Activist estimates of the costs of their issues of concern are notoriously inflated. This includes estimates by temperance activists of the financial costs of underage drinking.

The Pacific Institute for Research and Evaluation (PIRE) was paid by the Underage Drinking Enforcement Training Center to generate an estimate of the economic costs of underage drinking. PIRE dutifully produced an estimate of a whopping $61.9 billion per year.

However, over 2/3 of that estimate is based on “pain and suffering,” which is not an economic cost. PIRE also includes other phantom costs. Only 8.7% ($5.4 billion) of the estimate actually consists of estimated monetary expenses or costs.
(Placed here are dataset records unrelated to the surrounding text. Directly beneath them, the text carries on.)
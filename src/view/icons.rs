//! Inline SVG icons (24x24 stroke icons).

use crate::types::Icon;

use super::node::{raw, Node};

/// Shapes drawn inside the icon's `<svg>`.
fn shapes(icon: Icon) -> &'static str {
    match icon {
        Icon::ArrowRight => r#"<path d="M5 12h14"/><path d="m12 5 7 7-7 7"/>"#,
        Icon::Award => r#"<circle cx="12" cy="8" r="6"/><path d="M15.477 12.89 17 22l-5-3-5 3 1.523-9.11"/>"#,
        Icon::ChevronDown => r#"<path d="m6 9 6 6 6-6"/>"#,
        Icon::Clock => r#"<circle cx="12" cy="12" r="10"/><polyline points="12 6 12 12 16 14"/>"#,
        Icon::Eye => r#"<path d="M2 12s3-7 10-7 10 7 10 7-3 7-10 7-10-7-10-7Z"/><circle cx="12" cy="12" r="3"/>"#,
        Icon::Gamepad => {
            r#"<line x1="6" x2="10" y1="12" y2="12"/><line x1="8" x2="8" y1="10" y2="14"/><line x1="15" x2="15.01" y1="13" y2="13"/><line x1="18" x2="18.01" y1="11" y2="11"/><rect width="20" height="12" x="2" y="6" rx="2"/>"#
        }
        Icon::Globe => {
            r#"<circle cx="12" cy="12" r="10"/><path d="M12 2a14.5 14.5 0 0 0 0 20 14.5 14.5 0 0 0 0-20"/><path d="M2 12h20"/>"#
        }
        Icon::GraduationCap => r#"<path d="M22 10v6M2 10l10-5 10 5-10 5z"/><path d="M6 12v5c3 3 9 3 12 0v-5"/>"#,
        Icon::Instagram => {
            r#"<rect width="20" height="20" x="2" y="2" rx="5" ry="5"/><path d="M16 11.37A4 4 0 1 1 12.63 8 4 4 0 0 1 16 11.37z"/><line x1="17.5" x2="17.51" y1="6.5" y2="6.5"/>"#
        }
        Icon::Linkedin => {
            r#"<path d="M16 8a6 6 0 0 1 6 6v7h-4v-7a2 2 0 0 0-4 0v7h-4v-7a6 6 0 0 1 6-6z"/><rect width="4" height="12" x="2" y="9"/><circle cx="4" cy="4" r="2"/>"#
        }
        Icon::Mail => r#"<rect width="20" height="16" x="2" y="4" rx="2"/><path d="m22 7-8.97 5.7a1.94 1.94 0 0 1-2.06 0L2 7"/>"#,
        Icon::MapPin => r#"<path d="M20 10c0 6-8 12-8 12s-8-6-8-12a8 8 0 0 1 16 0Z"/><circle cx="12" cy="10" r="3"/>"#,
        Icon::Menu => {
            r#"<line x1="4" x2="20" y1="12" y2="12"/><line x1="4" x2="20" y1="6" y2="6"/><line x1="4" x2="20" y1="18" y2="18"/>"#
        }
        Icon::MessageSquare => r#"<path d="M21 15a2 2 0 0 1-2 2H7l-4 4V5a2 2 0 0 1 2-2h14a2 2 0 0 1 2 2z"/>"#,
        Icon::Palette => {
            r#"<circle cx="13.5" cy="6.5" r=".5"/><circle cx="17.5" cy="10.5" r=".5"/><circle cx="8.5" cy="7.5" r=".5"/><circle cx="6.5" cy="12.5" r=".5"/><path d="M12 2C6.5 2 2 6.5 2 12s4.5 10 10 10c.926 0 1.648-.746 1.648-1.688 0-.437-.18-.835-.437-1.125-.29-.289-.438-.652-.438-1.125a1.64 1.64 0 0 1 1.668-1.668h1.996c3.051 0 5.555-2.503 5.555-5.554C21.965 6.012 17.461 2 12 2z"/>"#
        }
        Icon::Play => r#"<polygon points="5 3 19 12 5 21 5 3"/>"#,
        Icon::Quote => {
            r#"<path d="M3 21c3 0 7-1 7-8V5c0-1.25-.756-2.017-2-2H4c-1.25 0-2 .75-2 1.972V11c0 1.25.75 2 2 2 1 0 1 0 1 1v1c0 1-1 2-2 2s-1 .008-1 1.031V20c0 1 0 1 1 1z"/><path d="M15 21c3 0 7-1 7-8V5c0-1.25-.757-2.017-2-2h-4c-1.25 0-2 .75-2 1.972V11c0 1.25.75 2 2 2h.75c0 2.25.25 4-2.75 4v3c0 1 0 1 1 1z"/>"#
        }
        Icon::Rocket => {
            r#"<path d="M4.5 16.5c-1.5 1.26-2 5-2 5s3.74-.5 5-2c.71-.84.7-2.13-.09-2.91a2.18 2.18 0 0 0-2.91-.09z"/><path d="m12 15-3-3a22 22 0 0 1 2-3.95A12.88 12.88 0 0 1 22 2c0 2.72-.78 7.5-6 11a22.35 22.35 0 0 1-4 2z"/><path d="M9 12H4s.55-3.03 2-4c1.62-1.08 5 0 5 0"/><path d="M12 15v5s3.03-.55 4-2c1.08-1.62 0-5 0-5"/>"#
        }
        Icon::Search => r#"<circle cx="11" cy="11" r="8"/><path d="m21 21-4.3-4.3"/>"#,
        Icon::Send => r#"<path d="m22 2-7 20-4-9-9-4Z"/><path d="M22 2 11 13"/>"#,
        Icon::Sparkles => {
            r#"<path d="m12 3-1.912 5.813a2 2 0 0 1-1.275 1.275L3 12l5.813 1.912a2 2 0 0 1 1.275 1.275L12 21l1.912-5.813a2 2 0 0 1 1.275-1.275L21 12l-5.813-1.912a2 2 0 0 1-1.275-1.275L12 3Z"/><path d="M5 3v4"/><path d="M19 17v4"/><path d="M3 5h4"/><path d="M17 19h4"/>"#
        }
        Icon::Star => {
            r#"<polygon points="12 2 15.09 8.26 22 9.27 17 14.14 18.18 21.02 12 17.77 5.82 21.02 7 14.14 2 9.27 8.91 8.26 12 2"/>"#
        }
        Icon::Target => r#"<circle cx="12" cy="12" r="10"/><circle cx="12" cy="12" r="6"/><circle cx="12" cy="12" r="2"/>"#,
        Icon::Trophy => {
            r#"<path d="M6 9H4.5a2.5 2.5 0 0 1 0-5H6"/><path d="M18 9h1.5a2.5 2.5 0 0 0 0-5H18"/><path d="M4 22h16"/><path d="M10 14.66V17c0 .55-.47.98-.97 1.21C7.85 18.75 7 20.24 7 22"/><path d="M14 14.66V17c0 .55.47.98.97 1.21C16.15 18.75 17 20.24 17 22"/><path d="M18 2H6v7a6 6 0 0 0 12 0V2Z"/>"#
        }
        Icon::Twitter => {
            r#"<path d="M22 4s-.7 2.1-2 3.4c1.6 10-9.4 17.3-18 11.6 2.2.1 4.4-.6 6-2C3 15.5.5 9.6 3 5c2.2 2.6 5.6 4.1 9 4-.9-4.2 4-6.6 7-3.8 1.1 0 3-1.2 3-1.2z"/>"#
        }
        Icon::Users => {
            r#"<path d="M16 21v-2a4 4 0 0 0-4-4H6a4 4 0 0 0-4 4v2"/><circle cx="9" cy="7" r="4"/><path d="M22 21v-2a4 4 0 0 0-3-3.87"/><path d="M16 3.13a4 4 0 0 1 0 7.75"/>"#
        }
        Icon::X => r#"<path d="M18 6 6 18"/><path d="m6 6 12 12"/>"#,
        Icon::Youtube => {
            r#"<path d="M2.5 17a24.12 24.12 0 0 1 0-10 2 2 0 0 1 1.4-1.4 49.56 49.56 0 0 1 16.2 0A2 2 0 0 1 21.5 7a24.12 24.12 0 0 1 0 10 2 2 0 0 1-1.4 1.4 49.55 49.55 0 0 1-16.2 0A2 2 0 0 1 2.5 17"/><path d="m10 15 5-3-5-3z"/>"#
        }
        Icon::Zap => r#"<polygon points="13 2 3 14 12 14 11 22 21 10 12 10 13 2"/>"#,
    }
}

fn svg(icon: Icon, size: u32, class: &str, fill: &str) -> Node {
    let class = if class.is_empty() {
        "icon".to_string()
    } else {
        format!("icon {class}")
    };
    raw(format!(
        r#"<svg xmlns="http://www.w3.org/2000/svg" width="{size}" height="{size}" viewBox="0 0 24 24" fill="{fill}" stroke="currentColor" stroke-width="2" stroke-linecap="round" stroke-linejoin="round" class="{class}" aria-hidden="true">{}</svg>"#,
        shapes(icon)
    ))
}

/// Render `icon` at `size` pixels with extra classes.
pub fn icon(icon: Icon, size: u32, class: &str) -> Node {
    svg(icon, size, class, "none")
}

/// Filled variant (stars on ratings and badges).
pub fn filled_icon(icon: Icon, size: u32, class: &str) -> Node {
    svg(icon, size, class, "currentColor")
}

#[cfg(test)]
mod tests {
    use super::*;

    #[test]
    fn test_icon_markup() {
        let markup = icon(Icon::Search, 16, "muted").render();
        assert!(markup.starts_with("<svg"));
        assert!(markup.contains(r#"width="16""#));
        assert!(markup.contains(r#"class="icon muted""#));
        assert!(markup.ends_with("</svg>"));
    }

    #[test]
    fn test_filled_icon() {
        let markup = filled_icon(Icon::Star, 12, "").render();
        assert!(markup.contains(r#"fill="currentColor""#));
        assert!(!markup.contains(r#"fill="none""#));
    }
}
A more serious problem with the PIRE estimate is that it only looks at half the equation. Completely lacking are the economic benefits provided by underage alcohol consumption. PIRE’s method is like looking at household expenses while ignoring household income. Its estimate is not only completely worthless, but is highly deceptive.
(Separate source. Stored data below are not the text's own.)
// =============================================================================
// Particles
// =============================================================================

/// A floating decorative icon in the hero.
#[derive(Debug, Clone, Copy, PartialEq)]
pub struct Particle {
    pub icon: Icon,
    /// Anchor position in percent of the hero box.
    pub left: f64,
    pub top: f64,
    pub size: u32,
    /// Entrance delay in seconds.
    pub delay: f64,
    /// Parallax speed multiplier.
    pub speed: f64,
}

static HERO_PARTICLES: [Particle; 5] = [
    Particle { icon: Icon::Sparkles, left: -10.0, top: 20.0, size: 20, delay: 0.0, speed: 0.05 },
    Particle { icon: Icon::Play, left: 15.0, top: 10.0, size: 24, delay: 0.2, speed: 0.08 },
    Particle { icon: Icon::Zap, left: -15.0, top: 60.0, size: 18, delay: 0.4, speed: 0.03 },
    Particle { icon: Icon::GraduationCap, left: 12.0, top: 70.0, size: 22, delay: 0.6, speed: 0.06 },
    Particle { icon: Icon::Globe, left: 25.0, top: 40.0, size: 16, delay: 0.8, speed: 0.04 },
];

/// The five floating hero particles.
pub fn hero_particles() -> &'static [Particle] {
    &HERO_PARTICLES
}

/// Pointer parallax for decorative particles.
///
/// Each particle maps the pointer [-0.5, 0.5] to [-50 * speed %, 50 * speed %]
/// on both axes.
#[derive(Clone)]
pub struct ParticleLayer {
    signals: MotionSignals,
    particles: Vec<Particle>,
}

impl ParticleLayer {
    pub fn new(signals: MotionSignals, particles: Vec<Particle>) -> Self {
        Self { signals, particles }
    }

    /// The five hero particles.
    pub fn hero(signals: MotionSignals) -> Self {
        Self::new(signals, hero_particles().to_vec())
    }

    pub fn particles(&self) -> &[Particle] {
        &self.particles
    }

    /// Offset transform of particle `index`, if it exists.
    pub fn offset(&self, index: usize) -> Option<Transform> {
        let particle = self.particles.get(index)?;
        let reach = 50.0 * particle.speed;
        let mapping = Mapping::linear((-0.5, 0.5), (-reach, reach));
        Some(Transform {
            translate_x: Length::Percent(mapping.map(self.signals.pointer_x.get())),
            translate_y: Length::Percent(mapping.map(self.signals.pointer_y.get())),
            ..Transform::default()
        })
    }

    /// Offsets of every particle, in order.
    pub fn offsets(&self) -> Vec<Transform> {
        (0..self.particles.len()).filter_map(|i| self.offset(i)).collect()
    }
}

// =============================================================================
// Glow
// =============================================================================

/// A blurred background orb that breathes and drifts with the pointer.
#[derive(Debug, Clone, Copy, PartialEq)]
pub struct GlowOrb {
    pub speed: f64,
    pub opacity: (f64, f64),
    pub scale: (f64, f64),
    /// Breathing period in seconds.
    pub period: f64,
    /// Start at the high end of the cycle instead of the low end.
    pub inverted: bool,
}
Elsewhere, PIRE estimates that underage drinkers consume alcoholic beverages valued at $18.1 billion per year. This represents an economic benefit of $18.1 billion in federal, state and local taxes, profits, wages and salaries, and income to those involved in farming, transportation, advertising, packaging, construction, and many other goods and services.

Using PIRE’s own figures, the economic costs of underage alcohol consumption are $5.4 billion while the economic benefits are $18.1 billion. Thus there is no economic cost of $61.9 billion but a net economic benefit of $12.7 billion.

Although the United States benefits economically from underage alcohol consumption, the abuse of alcohol is nevertheless highly undesirable.

References

  • Underage Drinking Enforcement Training Center. Underage Drinking Costs. Underage Drinking Enforcement Training Center web site (http://www.udetc.org/UnderageDrinkingCosts.asp)

Readings

  • Bovard, J. Booze Busting: the New Prohibition. The Future of Freedom Foundation, December, 1998. (Available at www.fff.org/freedom/1298.asp)
  • Brignell, J. Sorry, Wrong Number!: The Abuse of Measurement. London, England: Brignell Associates, 2000.
  • Center for Consumer Freedom. The Robert Wood Johnson Foundation's Neo-Prohibitionist Agenda, April, 2003 (www.consumerfreedom.com/print_page.cfm?&type=headline&id=1868)
  • Huff, D. How to Lie with Statistics. NY: Norton, 1993.
  • Milloy, S. J. Junk Science Judo: Self-Defense Against Health Scares and Scams. Washington, DC: Cato Institute, 2001.
  • Milloy, S. J. Science Without Sense: The Risky Business of Public Health Research. Washington, DC: Cato Institute, 1995.